TRY IT:
In the entries below, find every line with the string "word" and copy it.

Items from a dataset
↓

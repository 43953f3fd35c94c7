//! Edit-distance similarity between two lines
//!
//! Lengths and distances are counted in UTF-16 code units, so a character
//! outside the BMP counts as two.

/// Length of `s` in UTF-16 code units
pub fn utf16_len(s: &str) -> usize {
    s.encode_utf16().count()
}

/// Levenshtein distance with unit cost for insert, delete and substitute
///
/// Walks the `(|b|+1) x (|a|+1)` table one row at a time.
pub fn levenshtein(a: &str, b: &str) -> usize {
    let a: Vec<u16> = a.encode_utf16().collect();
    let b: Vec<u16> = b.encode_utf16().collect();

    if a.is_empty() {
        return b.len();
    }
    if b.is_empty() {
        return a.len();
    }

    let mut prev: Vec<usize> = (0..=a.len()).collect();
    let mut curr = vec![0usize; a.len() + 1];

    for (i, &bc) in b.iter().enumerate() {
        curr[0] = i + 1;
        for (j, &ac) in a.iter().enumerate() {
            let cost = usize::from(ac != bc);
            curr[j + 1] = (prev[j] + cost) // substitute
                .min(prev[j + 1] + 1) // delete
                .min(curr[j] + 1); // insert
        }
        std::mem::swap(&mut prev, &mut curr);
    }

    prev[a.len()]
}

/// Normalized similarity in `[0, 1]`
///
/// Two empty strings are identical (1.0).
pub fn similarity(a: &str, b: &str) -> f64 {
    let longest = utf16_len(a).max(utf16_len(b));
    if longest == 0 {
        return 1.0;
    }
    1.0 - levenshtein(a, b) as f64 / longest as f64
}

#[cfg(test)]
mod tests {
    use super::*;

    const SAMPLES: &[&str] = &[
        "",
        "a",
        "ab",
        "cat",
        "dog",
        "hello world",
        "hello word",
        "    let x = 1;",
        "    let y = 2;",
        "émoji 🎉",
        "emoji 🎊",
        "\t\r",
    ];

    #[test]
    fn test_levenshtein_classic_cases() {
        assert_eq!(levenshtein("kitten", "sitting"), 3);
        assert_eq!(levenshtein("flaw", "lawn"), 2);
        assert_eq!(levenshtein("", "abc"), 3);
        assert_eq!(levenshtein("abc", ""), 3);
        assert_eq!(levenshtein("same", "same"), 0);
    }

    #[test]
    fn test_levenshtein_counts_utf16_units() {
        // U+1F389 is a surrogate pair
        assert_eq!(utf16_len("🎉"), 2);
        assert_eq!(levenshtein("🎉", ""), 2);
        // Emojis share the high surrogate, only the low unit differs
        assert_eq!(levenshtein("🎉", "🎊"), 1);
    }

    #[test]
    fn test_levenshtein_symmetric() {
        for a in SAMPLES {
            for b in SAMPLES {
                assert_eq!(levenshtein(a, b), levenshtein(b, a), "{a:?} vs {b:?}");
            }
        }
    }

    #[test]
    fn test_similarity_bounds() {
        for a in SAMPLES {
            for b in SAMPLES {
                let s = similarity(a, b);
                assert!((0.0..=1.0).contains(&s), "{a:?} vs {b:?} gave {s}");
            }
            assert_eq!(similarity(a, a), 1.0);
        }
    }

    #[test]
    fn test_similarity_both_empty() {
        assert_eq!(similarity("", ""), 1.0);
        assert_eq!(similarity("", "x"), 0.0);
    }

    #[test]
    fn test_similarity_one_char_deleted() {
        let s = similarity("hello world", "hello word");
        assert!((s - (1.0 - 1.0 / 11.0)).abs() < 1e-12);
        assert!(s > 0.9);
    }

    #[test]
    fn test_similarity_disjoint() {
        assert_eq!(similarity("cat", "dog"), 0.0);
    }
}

↑
↓

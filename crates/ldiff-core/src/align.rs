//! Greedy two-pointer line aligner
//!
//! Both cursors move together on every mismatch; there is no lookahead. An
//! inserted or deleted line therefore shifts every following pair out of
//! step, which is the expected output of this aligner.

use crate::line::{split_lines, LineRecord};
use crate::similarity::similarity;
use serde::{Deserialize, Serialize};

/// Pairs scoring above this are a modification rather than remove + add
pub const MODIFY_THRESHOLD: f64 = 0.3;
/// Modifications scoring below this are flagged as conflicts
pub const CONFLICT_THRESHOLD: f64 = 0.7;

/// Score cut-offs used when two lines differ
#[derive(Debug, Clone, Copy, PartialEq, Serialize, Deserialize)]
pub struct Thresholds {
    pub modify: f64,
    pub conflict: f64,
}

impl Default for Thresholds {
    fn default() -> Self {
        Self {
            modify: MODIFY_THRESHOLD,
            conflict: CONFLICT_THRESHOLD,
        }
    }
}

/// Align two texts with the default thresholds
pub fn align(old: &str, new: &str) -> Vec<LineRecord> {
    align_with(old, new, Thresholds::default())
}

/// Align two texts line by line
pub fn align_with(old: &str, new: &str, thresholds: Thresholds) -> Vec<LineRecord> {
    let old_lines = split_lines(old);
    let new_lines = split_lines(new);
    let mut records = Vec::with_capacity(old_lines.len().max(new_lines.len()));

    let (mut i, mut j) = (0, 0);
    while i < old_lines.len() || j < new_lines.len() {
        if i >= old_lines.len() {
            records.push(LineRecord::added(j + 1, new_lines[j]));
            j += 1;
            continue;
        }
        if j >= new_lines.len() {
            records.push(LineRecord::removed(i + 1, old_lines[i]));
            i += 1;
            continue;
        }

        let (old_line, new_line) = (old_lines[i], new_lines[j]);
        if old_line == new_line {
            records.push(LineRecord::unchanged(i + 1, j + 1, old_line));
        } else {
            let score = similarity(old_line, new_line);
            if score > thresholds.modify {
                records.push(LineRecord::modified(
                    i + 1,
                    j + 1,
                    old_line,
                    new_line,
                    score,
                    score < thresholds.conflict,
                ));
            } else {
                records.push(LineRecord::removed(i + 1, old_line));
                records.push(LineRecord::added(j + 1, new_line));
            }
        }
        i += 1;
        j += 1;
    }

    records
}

↑

RESPONSE:
        "hello word",
        let s = similarity("hello world", "hello word");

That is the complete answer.